When comparing stock prices vs. housing prices at a simple glance, one may conclude that the Stock Market has delivered higher returns. But, pricing alone is only part of a bigger picture. You also have to look at the impact of leverage in real estate.
Leverage allows for an increased acquisition power by a factor of five on average, which means that the standard 20% downpayment gets you an 80% credit from the bank to come up with 100% of the investment required to acquire the asset. This ratio is referred to as Loan To Value (LTV) and may vary depending on a variety of factors.
For this comparison, we will use the CEIC – U.S House Prices Growth average rate of 5.3%, calculated using quarterly data from Mar 1992 to Mar 2020 using the Federal Housing Finance Agency House Price Index.
On the other hand, we will use the commonly known 10% annualized growth rate of the S&P 500 index even though the MoneyChimp calculator shows a 9.19% annualized growth rate since its inception through Dec 2019.

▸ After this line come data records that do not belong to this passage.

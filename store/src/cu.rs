//! Custodian unit storage trait.

use crate::StoreError;
use custos_types::{Amount, CuAddress, CuKind};
use serde::{Deserialize, Serialize};

/// The persisted record of one custodian unit: its kind and native-chain
/// coin balance plus the amount currently held for in-flight settlement.
#[derive(Clone, Debug, PartialEq, Eq, Serialize, Deserialize)]
pub struct CuInfo {
    pub address: CuAddress,
    /// Set-once: a CU never changes kind after creation.
    pub kind: CuKind,
    pub coins: Amount,
    pub coins_hold: Amount,
}

impl CuInfo {
    pub fn new(address: CuAddress, kind: CuKind) -> Self {
        Self {
            address,
            kind,
            coins: Amount::ZERO,
            coins_hold: Amount::ZERO,
        }
    }

    /// Balance not locked by a hold.
    pub fn available(&self) -> Amount {
        self.coins.saturating_sub(self.coins_hold)
    }
}

/// Trait for custodian unit storage.
pub trait CuStore {
    fn get_cu(&self, address: &CuAddress) -> Result<CuInfo, StoreError>;

    fn put_cu(&self, info: &CuInfo) -> Result<(), StoreError>;

    fn exists(&self, address: &CuAddress) -> Result<bool, StoreError>;

    fn cu_count(&self) -> Result<u64, StoreError>;
}
impl<'a, C, A, D> AssetLedger<'a, C, A, D>
where
    C: CuStore,
    A: AssetStore,
    D: DepositStore,
{
    pub fn new(cus: &'a C, assets: &'a A, deposits: &'a D) -> Self {
        Self {
            cus,
            assets,
            deposits,
        }
    }

    // ── Custodian units ──────────────────────────────────────────────────

    /// Fetch a CU, creating it lazily with `kind` on first reference.
    ///
    /// An existing CU of a different kind fails: kind is set-once.
    pub fn ensure_cu(&self, address: &CuAddress, kind: CuKind) -> Result<CuInfo, LedgerError> {
        if self.cus.exists(address)? {
            let info = self.cus.get_cu(address)?;
            if info.kind != kind {
                return Err(LedgerError::KindMismatch {
                    address: address.to_string(),
                    expected: format!("{kind:?}"),
                });
            }
            return Ok(info);
        }
        let info = CuInfo::new(address.clone(), kind);
        self.cus.put_cu(&info)?;
        Ok(info)
    }

    pub fn get_cu(&self, address: &CuAddress) -> Result<CuInfo, LedgerError> {
        if !self.cus.exists(address)? {
            return Err(LedgerError::CuNotFound(address.to_string()));
        }
        Ok(self.cus.get_cu(address)?)
    }

    /// Fetch a CU and require a specific kind.
    pub fn get_cu_of_kind(&self, address: &CuAddress, kind: CuKind) -> Result<CuInfo, LedgerError> {
        let info = self.get_cu(address)?;
        if info.kind != kind {
            return Err(LedgerError::KindMismatch {
                address: address.to_string(),
                expected: format!("{kind:?}"),
            });
        }
        Ok(info)
    }

    pub fn add_coins(&self, address: &CuAddress, amount: Amount) -> Result<(), LedgerError> {
        let mut info = self.get_cu(address)?;
        info.coins = info.coins.checked_add(amount).ok_or(LedgerError::Overflow)?;
        self.cus.put_cu(&info)?;
        Ok(())
    }

    /// Reserve `amount` of the CU's available (unheld) coins.
    pub fn hold_coins(&self, address: &CuAddress, amount: Amount) -> Result<(), LedgerError> {
        let mut info = self.get_cu(address)?;
        if info.available() < amount {
            return Err(LedgerError::InsufficientCoins {
                needed: amount.raw(),
                available: info.available().raw(),
            });
        }
        info.coins_hold = info
            .coins_hold
            .checked_add(amount)
            .ok_or(LedgerError::Overflow)?;
        self.cus.put_cu(&info)?;
        Ok(())
    }

    /// Release a previously taken hold without touching the balance.
    pub fn release_hold(&self, address: &CuAddress, amount: Amount) -> Result<(), LedgerError> {
        let mut info = self.get_cu(address)?;
        info.coins_hold = info.coins_hold.checked_sub(amount).ok_or_else(|| {
            LedgerError::HoldUnderflow {
                amount: amount.raw(),
                held: info.coins_hold.raw(),
            }
        })?;
        self.cus.put_cu(&info)?;
        Ok(())
    }

    /// Consume a hold: release it and debit the real balance by the same
    /// amount, in one step.
    pub fn settle_hold(&self, address: &CuAddress, amount: Amount) -> Result<(), LedgerError> {
        let mut info = self.get_cu(address)?;
        info.coins_hold = info.coins_hold.checked_sub(amount).ok_or_else(|| {
            LedgerError::HoldUnderflow {
                amount: amount.raw(),
                held: info.coins_hold.raw(),
            }
        })?;
        info.coins = info.coins.checked_sub(amount).ok_or_else(|| {
            LedgerError::InsufficientCoins {
                needed: amount.raw(),
                available: info.coins.raw(),
            }
        })?;
        self.cus.put_cu(&info)?;
        Ok(())
    }

    // ── Foreign asset balances ───────────────────────────────────────────

    /// Fetch a CU's asset record, creating it lazily on first reference.
    pub fn ensure_asset(&self, cu: &CuAddress) -> Result<CuAsset, LedgerError> {
        if self.assets.exists(cu)? {
            return Ok(self.assets.get_asset(cu)?);
        }
        let asset = CuAsset::new(cu.clone());
        self.assets.put_asset(&asset)?;
        Ok(asset)
    }

    pub fn get_asset(&self, cu: &CuAddress) -> Result<CuAsset, LedgerError> {
        if !self.assets.exists(cu)? {
            return Err(LedgerError::CuNotFound(cu.to_string()));
        }
        Ok(self.assets.get_asset(cu)?)
    }

    pub fn add_asset_coins(
        &self,
        cu: &CuAddress,
        symbol: &Symbol,
        amount: Amount,
    ) -> Result<(), LedgerError> {
        let mut asset = self.ensure_asset(cu)?;
        let balance = asset.coins_of(symbol);
        let new = balance.checked_add(amount).ok_or(LedgerError::Overflow)?;
        asset.asset_coins.insert(symbol.clone(), new);
        self.assets.put_asset(&asset)?;
        Ok(())
    }

    pub fn sub_asset_coins(
        &self,
        cu: &CuAddress,
        symbol: &Symbol,
        amount: Amount,
    ) -> Result<(), LedgerError> {
        let mut asset = self.get_asset(cu)?;
        let balance = asset.coins_of(symbol);
        let new = balance.checked_sub(amount).ok_or_else(|| {
            LedgerError::InsufficientCoins {
                needed: amount.raw(),
                available: balance.raw(),
            }
        })?;
        asset.asset_coins.insert(symbol.clone(), new);
        self.assets.put_asset(&asset)?;
        Ok(())
    }

    /// Reserve foreign-chain coins for an in-flight settlement.
    ///
    /// Invariant: the total hold never exceeds the settled balance.
    pub fn hold_asset_coins(
        &self,
        cu: &CuAddress,
        symbol: &Symbol,
        amount: Amount,
    ) -> Result<(), LedgerError> {
        let mut asset = self.get_asset(cu)?;
        let balance = asset.coins_of(symbol);
        let held = asset.hold_of(symbol);
        let available = balance.saturating_sub(held);
        if available < amount {
            return Err(LedgerError::InsufficientCoins {
                needed: amount.raw(),
                available: available.raw(),
            });
        }
        let new = held.checked_add(amount).ok_or(LedgerError::Overflow)?;
        asset.asset_coins_hold.insert(symbol.clone(), new);
        self.assets.put_asset(&asset)?;
        Ok(())
    }

    pub fn release_asset_hold(
        &self,
        cu: &CuAddress,
        symbol: &Symbol,
        amount: Amount,
    ) -> Result<(), LedgerError> {
        let mut asset = self.get_asset(cu)?;
        let held = asset.hold_of(symbol);
        let new = held.checked_sub(amount).ok_or_else(|| {
            LedgerError::HoldUnderflow {
                amount: amount.raw(),
                held: held.raw(),
            }
        })?;
        asset.asset_coins_hold.insert(symbol.clone(), new);
        self.assets.put_asset(&asset)?;
        Ok(())
    }

    /// Consume an asset hold: release it and debit the settled balance.
    pub fn settle_asset_hold(
        &self,
        cu: &CuAddress,
        symbol: &Symbol,
        amount: Amount,
    ) -> Result<(), LedgerError> {
        self.release_asset_hold(cu, symbol, amount)?;
        self.sub_asset_coins(cu, symbol, amount)
    }

    // ── Asset addresses & gas ────────────────────────────────────────────

    /// Register the current foreign address of a CU on a chain.
    ///
    /// Set-once: registering a different address while a current entry
    /// exists fails; re-registering the same address is a no-op.
    pub fn register_asset_address(
        &self,
        cu: &CuAddress,
        chain: &Chain,
        address: ExtAddress,
    ) -> Result<(), LedgerError> {
        let mut asset = self.ensure_asset(cu)?;
        if let Some(current) = asset.current_address(chain) {
            if current.address.eq_canonical(&address) {
                return Ok(());
            }
            return Err(LedgerError::AlreadyAssigned(format!(
                "asset address for chain {chain}"
            )));
        }
        asset.assets.push(AssetAddress::new(chain.clone(), address));
        self.assets.put_asset(&asset)?;
        Ok(())
    }

    pub fn set_send_enabled(
        &self,
        cu: &CuAddress,
        chain: &Chain,
        enabled: bool,
    ) -> Result<(), LedgerError> {
        let mut asset = self.get_asset(cu)?;
        let entry = asset
            .current_address_mut(chain)
            .ok_or_else(|| LedgerError::NoAssetAddress(chain.to_string()))?;
        entry.enable_send_tx = enabled;
        self.assets.put_asset(&asset)?;
        Ok(())
    }

    pub fn add_gas_remained(
        &self,
        cu: &CuAddress,
        chain: &Chain,
        address: &ExtAddress,
        amount: Amount,
    ) -> Result<(), LedgerError> {
        let mut asset = self.get_asset(cu)?;
        let entry = asset
            .assets
            .iter_mut()
            .find(|a| &a.chain == chain && a.address.eq_canonical(address))
            .ok_or_else(|| LedgerError::NoAssetAddress(chain.to_string()))?;
        entry.gas_remained = entry
            .gas_remained
            .checked_add(amount)
            .ok_or(LedgerError::Overflow)?;
        self.assets.put_asset(&asset)?;
        Ok(())
    }

    /// Record settlement gas: spent gas accumulates into `gas_used`, fee
    /// income collected from users into `gas_received`.
    pub fn record_gas(
        &self,
        cu: &CuAddress,
        chain: &Chain,
        used: Amount,
        received: Amount,
    ) -> Result<(), LedgerError> {
        let mut asset = self.get_asset(cu)?;
        if !used.is_zero() {
            let total = asset.gas_used.get(chain).copied().unwrap_or(Amount::ZERO);
            asset
                .gas_used
                .insert(chain.clone(), total.checked_add(used).ok_or(LedgerError::Overflow)?);
        }
        if !received.is_zero() {
            let total = asset
                .gas_received
                .get(chain)
                .copied()
                .unwrap_or(Amount::ZERO);
            asset.gas_received.insert(
                chain.clone(),
                total.checked_add(received).ok_or(LedgerError::Overflow)?,
            );
        }
        self.assets.put_asset(&asset)?;
        Ok(())
    }

    pub fn set_migration_status(
        &self,
        cu: &CuAddress,
        status: MigrationStatus,
    ) -> Result<(), LedgerError> {
        let mut asset = self.get_asset(cu)?;
        asset.migration_status = status;
        self.assets.put_asset(&asset)?;
        Ok(())
    }

    /// Bump the nonce of the current address entry after a broadcast.
    pub fn bump_nonce(&self, cu: &CuAddress, chain: &Chain) -> Result<(), LedgerError> {
        let mut asset = self.get_asset(cu)?;
        let entry = asset
            .current_address_mut(chain)
            .ok_or_else(|| LedgerError::NoAssetAddress(chain.to_string()))?;
        entry.nonce += 1;
        self.assets.put_asset(&asset)?;
        Ok(())
    }

    /// Bump the nonce of the retired address entry stamped with `epoch`.
    /// Used when an epoch migration broadcasts from the old address.
    pub fn bump_nonce_at_epoch(
        &self,
        cu: &CuAddress,
        chain: &Chain,
        epoch: Epoch,
    ) -> Result<(), LedgerError> {
        let mut asset = self.get_asset(cu)?;
        let entry = asset
            .assets
            .iter_mut()
            .find(|a| &a.chain == chain && a.epoch == Some(epoch))
            .ok_or_else(|| LedgerError::NoAssetAddress(chain.to_string()))?;
        entry.nonce += 1;
        self.assets.put_asset(&asset)?;
        Ok(())
    }
}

Based on the above data points, let’s compare the two by using the hypothetical initial investment amount of $50,000. We take into account both compounding in the S&P 500 and the impact of leverage in our Real Estate investment.
In a very counterintuitive fashion, we can observe that even though the average return in real estate is almost half the S&P 500 (5.3% vs. 10%), the Return on Investment (ROI) is higher with real estate. At year 30, the real estate investment outperformed by $304,570, and 20.3% annual ROI.
It’s important to note that in a later post, we will get into the additional benefits of investing in real estate, tax benefits, cash flow, and control over the investment. Factoring in all these benefits will exponentially propel your returns even higher as well as add a level of resiliency over the stock market.